------ MATERIAL SUPPLIED ------

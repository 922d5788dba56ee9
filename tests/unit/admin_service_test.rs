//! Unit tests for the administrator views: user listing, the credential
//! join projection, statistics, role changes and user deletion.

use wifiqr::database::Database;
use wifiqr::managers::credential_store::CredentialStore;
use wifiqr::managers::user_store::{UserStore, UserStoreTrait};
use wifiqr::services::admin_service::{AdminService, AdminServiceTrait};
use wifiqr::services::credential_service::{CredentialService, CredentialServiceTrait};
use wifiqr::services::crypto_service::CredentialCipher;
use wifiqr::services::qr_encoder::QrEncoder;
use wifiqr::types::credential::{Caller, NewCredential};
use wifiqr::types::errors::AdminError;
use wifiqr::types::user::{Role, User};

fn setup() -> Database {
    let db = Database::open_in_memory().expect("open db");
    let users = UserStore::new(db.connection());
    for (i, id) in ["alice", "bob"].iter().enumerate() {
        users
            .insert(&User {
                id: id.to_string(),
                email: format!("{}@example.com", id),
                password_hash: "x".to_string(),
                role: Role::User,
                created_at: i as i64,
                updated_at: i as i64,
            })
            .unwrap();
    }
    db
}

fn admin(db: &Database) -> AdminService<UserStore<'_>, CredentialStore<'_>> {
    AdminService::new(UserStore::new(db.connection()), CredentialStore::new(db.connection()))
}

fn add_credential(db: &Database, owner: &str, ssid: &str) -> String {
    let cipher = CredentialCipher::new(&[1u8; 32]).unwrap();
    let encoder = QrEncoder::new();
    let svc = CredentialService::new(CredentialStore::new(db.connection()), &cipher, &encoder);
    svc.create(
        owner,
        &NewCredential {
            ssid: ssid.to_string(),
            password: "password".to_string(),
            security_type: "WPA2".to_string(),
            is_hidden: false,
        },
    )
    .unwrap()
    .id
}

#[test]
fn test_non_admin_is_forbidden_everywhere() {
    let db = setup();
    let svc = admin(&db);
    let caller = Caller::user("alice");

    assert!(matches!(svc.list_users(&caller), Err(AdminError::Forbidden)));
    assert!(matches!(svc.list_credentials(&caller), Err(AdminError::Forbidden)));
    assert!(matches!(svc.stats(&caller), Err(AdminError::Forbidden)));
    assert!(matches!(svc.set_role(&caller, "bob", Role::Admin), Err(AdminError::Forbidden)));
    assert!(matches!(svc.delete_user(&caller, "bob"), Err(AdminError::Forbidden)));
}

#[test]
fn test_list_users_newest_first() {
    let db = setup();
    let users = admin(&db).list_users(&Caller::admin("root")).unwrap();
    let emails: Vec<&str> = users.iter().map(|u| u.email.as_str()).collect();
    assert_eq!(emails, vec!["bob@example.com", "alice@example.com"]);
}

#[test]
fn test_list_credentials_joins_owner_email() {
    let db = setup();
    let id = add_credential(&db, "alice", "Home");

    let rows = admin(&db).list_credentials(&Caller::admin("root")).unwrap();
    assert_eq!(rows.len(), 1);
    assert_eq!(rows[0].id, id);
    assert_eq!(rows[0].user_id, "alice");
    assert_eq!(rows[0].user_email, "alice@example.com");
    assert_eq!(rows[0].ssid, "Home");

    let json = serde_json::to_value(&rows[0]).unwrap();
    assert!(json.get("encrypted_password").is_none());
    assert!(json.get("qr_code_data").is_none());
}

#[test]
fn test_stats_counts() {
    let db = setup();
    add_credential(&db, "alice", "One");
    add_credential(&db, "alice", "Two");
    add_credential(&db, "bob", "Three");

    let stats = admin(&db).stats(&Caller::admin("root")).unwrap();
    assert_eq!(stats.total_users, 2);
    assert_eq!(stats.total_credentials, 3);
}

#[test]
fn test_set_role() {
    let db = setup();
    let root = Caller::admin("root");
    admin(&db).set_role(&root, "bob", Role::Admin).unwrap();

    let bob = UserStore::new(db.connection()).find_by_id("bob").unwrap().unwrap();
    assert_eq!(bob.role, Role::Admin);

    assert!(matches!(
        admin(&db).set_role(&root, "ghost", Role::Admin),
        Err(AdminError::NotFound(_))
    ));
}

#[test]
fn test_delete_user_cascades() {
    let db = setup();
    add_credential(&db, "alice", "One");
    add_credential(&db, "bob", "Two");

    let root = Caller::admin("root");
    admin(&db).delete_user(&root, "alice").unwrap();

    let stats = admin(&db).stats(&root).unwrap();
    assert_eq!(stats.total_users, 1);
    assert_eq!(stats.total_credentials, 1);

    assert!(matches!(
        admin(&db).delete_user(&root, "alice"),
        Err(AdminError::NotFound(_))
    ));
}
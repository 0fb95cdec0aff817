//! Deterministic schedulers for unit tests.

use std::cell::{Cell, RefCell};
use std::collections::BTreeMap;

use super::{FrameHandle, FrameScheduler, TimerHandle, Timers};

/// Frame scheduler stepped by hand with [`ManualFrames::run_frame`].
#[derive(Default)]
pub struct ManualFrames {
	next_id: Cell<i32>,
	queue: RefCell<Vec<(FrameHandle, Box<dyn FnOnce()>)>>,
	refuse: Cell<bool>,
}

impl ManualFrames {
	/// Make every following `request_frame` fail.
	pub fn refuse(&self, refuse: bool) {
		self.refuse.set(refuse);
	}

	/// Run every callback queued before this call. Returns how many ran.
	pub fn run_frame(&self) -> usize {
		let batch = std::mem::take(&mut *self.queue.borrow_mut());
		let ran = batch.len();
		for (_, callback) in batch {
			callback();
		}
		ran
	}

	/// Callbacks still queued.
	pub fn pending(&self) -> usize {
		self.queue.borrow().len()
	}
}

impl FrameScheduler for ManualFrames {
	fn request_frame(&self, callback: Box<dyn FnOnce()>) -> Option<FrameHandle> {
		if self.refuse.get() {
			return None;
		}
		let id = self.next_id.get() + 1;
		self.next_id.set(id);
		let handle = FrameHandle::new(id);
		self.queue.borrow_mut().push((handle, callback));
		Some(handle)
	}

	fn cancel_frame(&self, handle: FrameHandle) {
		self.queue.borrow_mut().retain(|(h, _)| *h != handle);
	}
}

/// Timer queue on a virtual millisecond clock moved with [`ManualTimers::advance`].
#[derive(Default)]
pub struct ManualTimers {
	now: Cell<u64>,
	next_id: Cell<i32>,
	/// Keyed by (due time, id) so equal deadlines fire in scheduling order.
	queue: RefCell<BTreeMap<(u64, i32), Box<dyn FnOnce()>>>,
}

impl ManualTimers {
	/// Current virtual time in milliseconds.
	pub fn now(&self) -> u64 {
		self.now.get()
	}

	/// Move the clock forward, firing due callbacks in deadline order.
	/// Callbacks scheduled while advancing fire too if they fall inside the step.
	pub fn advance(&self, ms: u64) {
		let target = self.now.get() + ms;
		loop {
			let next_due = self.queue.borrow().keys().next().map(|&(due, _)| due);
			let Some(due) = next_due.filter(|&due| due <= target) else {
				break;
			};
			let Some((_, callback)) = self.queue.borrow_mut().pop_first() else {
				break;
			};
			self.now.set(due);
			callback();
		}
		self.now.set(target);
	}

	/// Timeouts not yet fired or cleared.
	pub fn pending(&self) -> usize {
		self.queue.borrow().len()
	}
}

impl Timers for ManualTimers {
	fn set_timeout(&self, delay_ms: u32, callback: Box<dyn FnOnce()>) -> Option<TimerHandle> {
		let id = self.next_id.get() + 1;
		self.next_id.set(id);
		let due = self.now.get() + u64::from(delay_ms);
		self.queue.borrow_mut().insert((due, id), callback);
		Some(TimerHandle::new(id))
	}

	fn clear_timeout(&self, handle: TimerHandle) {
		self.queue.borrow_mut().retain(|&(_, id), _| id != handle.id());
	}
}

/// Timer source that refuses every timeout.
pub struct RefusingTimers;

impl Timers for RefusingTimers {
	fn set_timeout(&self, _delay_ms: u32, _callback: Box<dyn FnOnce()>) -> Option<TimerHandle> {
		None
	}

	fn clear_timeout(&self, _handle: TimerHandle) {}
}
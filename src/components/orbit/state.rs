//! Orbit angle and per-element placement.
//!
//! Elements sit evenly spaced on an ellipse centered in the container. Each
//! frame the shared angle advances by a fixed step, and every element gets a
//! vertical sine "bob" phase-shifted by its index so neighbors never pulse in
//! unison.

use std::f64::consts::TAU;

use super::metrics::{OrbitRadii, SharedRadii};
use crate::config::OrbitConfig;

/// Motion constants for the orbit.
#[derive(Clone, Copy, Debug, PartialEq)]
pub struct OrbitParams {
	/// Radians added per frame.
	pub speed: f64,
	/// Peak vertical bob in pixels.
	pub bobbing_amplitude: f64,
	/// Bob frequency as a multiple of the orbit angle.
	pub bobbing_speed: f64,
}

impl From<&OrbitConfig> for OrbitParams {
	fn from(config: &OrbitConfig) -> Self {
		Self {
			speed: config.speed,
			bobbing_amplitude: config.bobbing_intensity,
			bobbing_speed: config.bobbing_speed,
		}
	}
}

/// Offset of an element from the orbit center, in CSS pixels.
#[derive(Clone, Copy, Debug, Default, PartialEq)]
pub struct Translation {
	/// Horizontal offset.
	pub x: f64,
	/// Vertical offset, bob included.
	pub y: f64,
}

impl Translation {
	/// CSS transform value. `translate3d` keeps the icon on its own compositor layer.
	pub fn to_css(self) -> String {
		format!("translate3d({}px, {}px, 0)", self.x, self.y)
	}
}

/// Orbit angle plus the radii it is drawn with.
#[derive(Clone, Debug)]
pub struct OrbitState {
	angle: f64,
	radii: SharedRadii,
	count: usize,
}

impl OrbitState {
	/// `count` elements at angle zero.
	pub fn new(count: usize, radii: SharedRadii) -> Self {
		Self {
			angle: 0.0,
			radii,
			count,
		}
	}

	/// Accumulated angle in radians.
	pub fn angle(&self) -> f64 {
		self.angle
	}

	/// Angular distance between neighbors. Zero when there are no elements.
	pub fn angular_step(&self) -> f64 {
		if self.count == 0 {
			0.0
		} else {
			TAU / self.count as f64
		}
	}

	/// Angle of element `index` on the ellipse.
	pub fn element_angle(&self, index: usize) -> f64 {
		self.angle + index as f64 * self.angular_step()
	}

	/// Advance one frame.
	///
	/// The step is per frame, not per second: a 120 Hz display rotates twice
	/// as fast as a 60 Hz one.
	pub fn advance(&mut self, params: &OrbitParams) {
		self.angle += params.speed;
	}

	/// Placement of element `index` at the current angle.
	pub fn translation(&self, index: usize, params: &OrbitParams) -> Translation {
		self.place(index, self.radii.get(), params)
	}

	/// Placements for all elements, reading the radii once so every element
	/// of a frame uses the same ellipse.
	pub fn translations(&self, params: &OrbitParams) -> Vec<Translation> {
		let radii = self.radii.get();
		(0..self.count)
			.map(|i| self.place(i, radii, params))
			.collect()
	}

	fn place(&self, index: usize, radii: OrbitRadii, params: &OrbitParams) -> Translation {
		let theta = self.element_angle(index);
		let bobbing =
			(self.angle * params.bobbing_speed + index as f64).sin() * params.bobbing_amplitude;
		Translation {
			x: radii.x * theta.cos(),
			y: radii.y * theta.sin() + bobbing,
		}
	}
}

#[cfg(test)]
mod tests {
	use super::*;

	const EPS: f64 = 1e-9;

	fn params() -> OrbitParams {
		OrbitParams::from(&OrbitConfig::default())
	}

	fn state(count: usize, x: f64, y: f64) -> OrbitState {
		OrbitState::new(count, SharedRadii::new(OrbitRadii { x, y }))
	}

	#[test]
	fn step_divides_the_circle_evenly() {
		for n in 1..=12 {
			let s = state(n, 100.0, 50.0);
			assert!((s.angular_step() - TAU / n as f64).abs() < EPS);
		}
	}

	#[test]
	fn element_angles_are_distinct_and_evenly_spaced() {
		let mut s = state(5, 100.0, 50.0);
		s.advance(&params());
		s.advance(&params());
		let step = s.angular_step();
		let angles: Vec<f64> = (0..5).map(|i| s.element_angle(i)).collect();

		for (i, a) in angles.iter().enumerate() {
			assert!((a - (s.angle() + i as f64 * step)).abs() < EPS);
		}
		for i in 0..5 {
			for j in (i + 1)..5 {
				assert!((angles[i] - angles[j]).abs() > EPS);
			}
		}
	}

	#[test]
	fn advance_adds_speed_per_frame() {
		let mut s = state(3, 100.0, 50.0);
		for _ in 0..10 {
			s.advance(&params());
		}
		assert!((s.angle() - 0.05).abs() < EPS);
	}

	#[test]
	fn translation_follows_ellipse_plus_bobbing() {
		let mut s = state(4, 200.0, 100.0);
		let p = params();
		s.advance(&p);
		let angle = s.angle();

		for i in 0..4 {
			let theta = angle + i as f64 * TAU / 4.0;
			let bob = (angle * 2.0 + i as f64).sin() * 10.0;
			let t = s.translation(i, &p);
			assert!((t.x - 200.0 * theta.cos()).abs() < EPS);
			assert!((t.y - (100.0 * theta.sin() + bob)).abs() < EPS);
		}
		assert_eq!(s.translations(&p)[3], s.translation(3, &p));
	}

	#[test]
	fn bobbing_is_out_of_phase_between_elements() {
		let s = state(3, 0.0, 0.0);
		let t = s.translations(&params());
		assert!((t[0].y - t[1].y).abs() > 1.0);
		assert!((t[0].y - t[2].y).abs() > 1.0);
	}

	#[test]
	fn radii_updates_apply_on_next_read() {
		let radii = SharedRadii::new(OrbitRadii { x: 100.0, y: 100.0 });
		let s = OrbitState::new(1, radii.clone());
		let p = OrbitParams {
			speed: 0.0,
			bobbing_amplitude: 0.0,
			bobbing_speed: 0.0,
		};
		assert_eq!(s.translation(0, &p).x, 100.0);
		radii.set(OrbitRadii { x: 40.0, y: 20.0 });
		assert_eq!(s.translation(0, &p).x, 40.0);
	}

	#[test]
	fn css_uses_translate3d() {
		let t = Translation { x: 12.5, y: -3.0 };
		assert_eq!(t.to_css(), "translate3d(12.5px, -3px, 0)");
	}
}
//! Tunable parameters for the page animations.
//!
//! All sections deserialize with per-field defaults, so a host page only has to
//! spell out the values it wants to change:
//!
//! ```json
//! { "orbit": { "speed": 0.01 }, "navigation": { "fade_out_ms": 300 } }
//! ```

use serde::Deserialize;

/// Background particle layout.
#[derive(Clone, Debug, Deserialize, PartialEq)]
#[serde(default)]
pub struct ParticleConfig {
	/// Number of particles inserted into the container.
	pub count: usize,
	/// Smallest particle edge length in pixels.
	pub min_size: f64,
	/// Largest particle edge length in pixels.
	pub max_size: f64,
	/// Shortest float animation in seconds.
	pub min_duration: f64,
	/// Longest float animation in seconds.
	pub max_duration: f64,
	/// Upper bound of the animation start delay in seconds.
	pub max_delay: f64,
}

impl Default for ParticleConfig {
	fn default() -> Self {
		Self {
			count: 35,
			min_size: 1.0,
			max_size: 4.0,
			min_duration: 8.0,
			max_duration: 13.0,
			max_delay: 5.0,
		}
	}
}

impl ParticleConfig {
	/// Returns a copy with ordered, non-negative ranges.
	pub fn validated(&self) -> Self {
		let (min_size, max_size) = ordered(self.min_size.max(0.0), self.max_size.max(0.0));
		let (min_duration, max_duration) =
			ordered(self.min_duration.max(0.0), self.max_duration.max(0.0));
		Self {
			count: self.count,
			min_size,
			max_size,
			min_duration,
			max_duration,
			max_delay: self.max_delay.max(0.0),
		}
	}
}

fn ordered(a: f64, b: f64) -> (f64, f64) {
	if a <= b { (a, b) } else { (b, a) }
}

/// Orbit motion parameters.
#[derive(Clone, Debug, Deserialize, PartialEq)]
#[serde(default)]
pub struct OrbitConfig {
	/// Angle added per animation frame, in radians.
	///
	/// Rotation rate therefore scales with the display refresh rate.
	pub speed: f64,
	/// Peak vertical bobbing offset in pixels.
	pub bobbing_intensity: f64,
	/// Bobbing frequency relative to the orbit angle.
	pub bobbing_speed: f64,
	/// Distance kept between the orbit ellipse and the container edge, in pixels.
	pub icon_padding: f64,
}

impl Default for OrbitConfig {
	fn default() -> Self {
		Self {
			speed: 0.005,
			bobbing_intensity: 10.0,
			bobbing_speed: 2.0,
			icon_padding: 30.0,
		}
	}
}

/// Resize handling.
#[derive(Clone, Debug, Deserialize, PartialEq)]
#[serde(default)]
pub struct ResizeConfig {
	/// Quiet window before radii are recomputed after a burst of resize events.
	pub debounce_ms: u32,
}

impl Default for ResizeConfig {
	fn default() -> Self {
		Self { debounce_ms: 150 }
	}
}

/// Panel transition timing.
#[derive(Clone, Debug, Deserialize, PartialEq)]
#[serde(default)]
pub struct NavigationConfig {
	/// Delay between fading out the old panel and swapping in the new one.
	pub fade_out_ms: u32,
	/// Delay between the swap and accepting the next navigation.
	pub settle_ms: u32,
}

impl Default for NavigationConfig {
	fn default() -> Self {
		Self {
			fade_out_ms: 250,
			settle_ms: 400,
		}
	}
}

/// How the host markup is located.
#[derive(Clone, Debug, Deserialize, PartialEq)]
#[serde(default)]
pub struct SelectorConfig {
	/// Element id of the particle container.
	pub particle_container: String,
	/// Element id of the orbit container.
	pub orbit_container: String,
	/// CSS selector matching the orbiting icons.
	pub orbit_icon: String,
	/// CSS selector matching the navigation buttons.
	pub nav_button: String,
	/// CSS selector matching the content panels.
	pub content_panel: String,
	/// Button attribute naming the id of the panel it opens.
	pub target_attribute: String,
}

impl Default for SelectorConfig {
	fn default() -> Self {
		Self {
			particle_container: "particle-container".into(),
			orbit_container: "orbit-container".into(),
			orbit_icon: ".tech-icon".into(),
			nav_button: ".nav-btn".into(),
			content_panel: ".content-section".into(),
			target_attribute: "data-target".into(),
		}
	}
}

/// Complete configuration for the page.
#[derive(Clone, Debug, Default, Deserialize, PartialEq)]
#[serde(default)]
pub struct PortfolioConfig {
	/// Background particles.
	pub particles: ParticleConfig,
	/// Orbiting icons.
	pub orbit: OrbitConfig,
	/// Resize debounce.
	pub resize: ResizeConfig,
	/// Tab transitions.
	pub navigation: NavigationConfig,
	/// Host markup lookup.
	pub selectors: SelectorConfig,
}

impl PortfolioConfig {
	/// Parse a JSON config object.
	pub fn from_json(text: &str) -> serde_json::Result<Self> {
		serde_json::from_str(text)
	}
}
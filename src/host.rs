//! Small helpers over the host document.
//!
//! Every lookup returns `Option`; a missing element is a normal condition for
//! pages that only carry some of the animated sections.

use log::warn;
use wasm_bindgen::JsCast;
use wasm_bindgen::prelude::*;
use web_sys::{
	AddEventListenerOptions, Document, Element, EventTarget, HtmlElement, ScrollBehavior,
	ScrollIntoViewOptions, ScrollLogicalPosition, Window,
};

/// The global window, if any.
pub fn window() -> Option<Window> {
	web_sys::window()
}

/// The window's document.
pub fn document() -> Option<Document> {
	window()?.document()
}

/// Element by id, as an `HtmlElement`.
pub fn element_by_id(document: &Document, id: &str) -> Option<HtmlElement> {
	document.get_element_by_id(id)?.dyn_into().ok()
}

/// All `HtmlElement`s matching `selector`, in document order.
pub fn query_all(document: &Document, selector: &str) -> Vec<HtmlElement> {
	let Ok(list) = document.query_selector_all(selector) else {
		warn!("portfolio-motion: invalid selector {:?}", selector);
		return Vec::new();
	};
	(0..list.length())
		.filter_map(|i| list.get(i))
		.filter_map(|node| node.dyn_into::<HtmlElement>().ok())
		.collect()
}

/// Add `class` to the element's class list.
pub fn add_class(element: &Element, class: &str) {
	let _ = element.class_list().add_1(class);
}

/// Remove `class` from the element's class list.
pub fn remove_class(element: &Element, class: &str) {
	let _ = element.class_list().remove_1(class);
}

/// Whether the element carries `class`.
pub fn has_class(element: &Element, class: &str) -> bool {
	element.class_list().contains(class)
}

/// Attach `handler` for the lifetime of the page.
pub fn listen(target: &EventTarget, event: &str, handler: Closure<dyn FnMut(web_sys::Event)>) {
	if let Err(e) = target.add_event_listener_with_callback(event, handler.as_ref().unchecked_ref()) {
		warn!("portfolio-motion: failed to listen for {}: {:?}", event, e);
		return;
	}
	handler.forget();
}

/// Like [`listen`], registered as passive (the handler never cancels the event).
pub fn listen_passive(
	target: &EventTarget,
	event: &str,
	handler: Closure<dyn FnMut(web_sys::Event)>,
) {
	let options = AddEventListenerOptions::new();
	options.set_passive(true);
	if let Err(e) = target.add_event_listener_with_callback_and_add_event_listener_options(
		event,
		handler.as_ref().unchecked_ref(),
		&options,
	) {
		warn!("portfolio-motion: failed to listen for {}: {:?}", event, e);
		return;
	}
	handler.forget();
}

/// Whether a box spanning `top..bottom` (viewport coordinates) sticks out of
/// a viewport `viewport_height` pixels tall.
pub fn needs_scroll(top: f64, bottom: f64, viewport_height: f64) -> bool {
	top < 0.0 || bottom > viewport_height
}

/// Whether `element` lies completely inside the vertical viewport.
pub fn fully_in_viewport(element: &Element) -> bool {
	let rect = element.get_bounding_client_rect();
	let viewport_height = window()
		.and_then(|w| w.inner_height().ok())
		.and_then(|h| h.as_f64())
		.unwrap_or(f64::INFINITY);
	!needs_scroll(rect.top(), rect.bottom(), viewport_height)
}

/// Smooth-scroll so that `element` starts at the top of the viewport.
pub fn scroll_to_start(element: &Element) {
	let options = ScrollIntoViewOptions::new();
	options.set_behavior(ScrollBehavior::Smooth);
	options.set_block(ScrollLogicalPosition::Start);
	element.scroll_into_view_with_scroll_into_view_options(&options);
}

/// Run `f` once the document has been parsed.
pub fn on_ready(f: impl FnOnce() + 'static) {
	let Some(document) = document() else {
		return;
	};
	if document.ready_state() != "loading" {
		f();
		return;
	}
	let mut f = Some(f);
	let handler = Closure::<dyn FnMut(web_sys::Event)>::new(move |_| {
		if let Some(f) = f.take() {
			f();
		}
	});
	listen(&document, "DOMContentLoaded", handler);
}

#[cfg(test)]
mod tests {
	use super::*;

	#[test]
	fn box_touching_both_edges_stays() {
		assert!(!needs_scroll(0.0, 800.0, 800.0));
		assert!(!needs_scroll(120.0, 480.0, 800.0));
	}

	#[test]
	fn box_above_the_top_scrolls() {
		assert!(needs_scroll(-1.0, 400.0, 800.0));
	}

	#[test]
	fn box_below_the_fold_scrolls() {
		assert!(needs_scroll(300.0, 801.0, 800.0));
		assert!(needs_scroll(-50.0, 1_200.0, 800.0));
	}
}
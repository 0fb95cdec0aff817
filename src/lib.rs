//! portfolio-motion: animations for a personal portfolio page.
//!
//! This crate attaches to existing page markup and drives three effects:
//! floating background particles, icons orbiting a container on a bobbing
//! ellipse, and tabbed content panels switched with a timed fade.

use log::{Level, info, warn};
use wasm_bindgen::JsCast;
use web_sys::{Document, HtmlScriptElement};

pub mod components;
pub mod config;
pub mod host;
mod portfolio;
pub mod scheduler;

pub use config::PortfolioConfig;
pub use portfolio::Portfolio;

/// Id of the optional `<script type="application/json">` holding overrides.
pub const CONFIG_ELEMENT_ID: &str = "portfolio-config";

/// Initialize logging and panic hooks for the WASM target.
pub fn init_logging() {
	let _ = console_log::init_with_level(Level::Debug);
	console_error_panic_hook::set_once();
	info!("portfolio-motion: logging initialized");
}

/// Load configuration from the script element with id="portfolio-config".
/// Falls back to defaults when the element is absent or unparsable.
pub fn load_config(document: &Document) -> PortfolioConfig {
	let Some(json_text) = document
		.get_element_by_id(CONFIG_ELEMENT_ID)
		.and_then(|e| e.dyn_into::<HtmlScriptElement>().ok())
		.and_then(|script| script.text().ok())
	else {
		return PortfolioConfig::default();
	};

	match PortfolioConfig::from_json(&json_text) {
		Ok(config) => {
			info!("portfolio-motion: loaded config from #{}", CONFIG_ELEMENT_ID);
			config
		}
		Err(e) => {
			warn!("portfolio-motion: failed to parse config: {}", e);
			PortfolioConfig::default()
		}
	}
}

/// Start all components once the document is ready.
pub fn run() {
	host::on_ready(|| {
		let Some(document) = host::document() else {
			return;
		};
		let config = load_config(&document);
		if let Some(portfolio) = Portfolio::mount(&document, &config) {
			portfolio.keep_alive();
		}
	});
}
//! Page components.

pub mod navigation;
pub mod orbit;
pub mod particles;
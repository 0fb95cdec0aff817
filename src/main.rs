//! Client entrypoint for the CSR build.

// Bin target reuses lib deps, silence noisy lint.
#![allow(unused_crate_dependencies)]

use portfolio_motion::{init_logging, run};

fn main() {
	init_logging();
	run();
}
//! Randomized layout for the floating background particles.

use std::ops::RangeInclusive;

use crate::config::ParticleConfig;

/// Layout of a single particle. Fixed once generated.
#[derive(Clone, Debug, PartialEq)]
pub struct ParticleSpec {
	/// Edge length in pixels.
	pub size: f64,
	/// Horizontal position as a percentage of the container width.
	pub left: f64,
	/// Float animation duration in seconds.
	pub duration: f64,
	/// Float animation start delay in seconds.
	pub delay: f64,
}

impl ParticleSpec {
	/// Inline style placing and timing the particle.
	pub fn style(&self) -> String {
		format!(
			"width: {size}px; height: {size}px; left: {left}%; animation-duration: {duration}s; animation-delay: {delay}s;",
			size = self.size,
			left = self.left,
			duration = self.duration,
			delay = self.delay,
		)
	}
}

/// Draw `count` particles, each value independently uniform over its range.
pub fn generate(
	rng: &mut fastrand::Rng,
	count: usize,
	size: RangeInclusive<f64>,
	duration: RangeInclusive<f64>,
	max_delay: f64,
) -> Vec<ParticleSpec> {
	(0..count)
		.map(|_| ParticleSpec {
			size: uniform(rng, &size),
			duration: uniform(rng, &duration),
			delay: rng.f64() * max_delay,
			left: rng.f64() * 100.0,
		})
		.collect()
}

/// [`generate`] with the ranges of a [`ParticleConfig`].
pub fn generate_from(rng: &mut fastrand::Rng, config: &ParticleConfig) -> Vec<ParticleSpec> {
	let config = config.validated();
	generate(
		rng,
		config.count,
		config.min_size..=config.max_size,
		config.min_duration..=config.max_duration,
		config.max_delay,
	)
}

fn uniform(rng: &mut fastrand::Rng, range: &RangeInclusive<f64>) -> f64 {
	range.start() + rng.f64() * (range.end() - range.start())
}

------

> **PROBLEM DESCRIPTION**: Count each line of the material above that holds the word "matching", and state the total with no other text.

> **ANSWER BELOW**: 4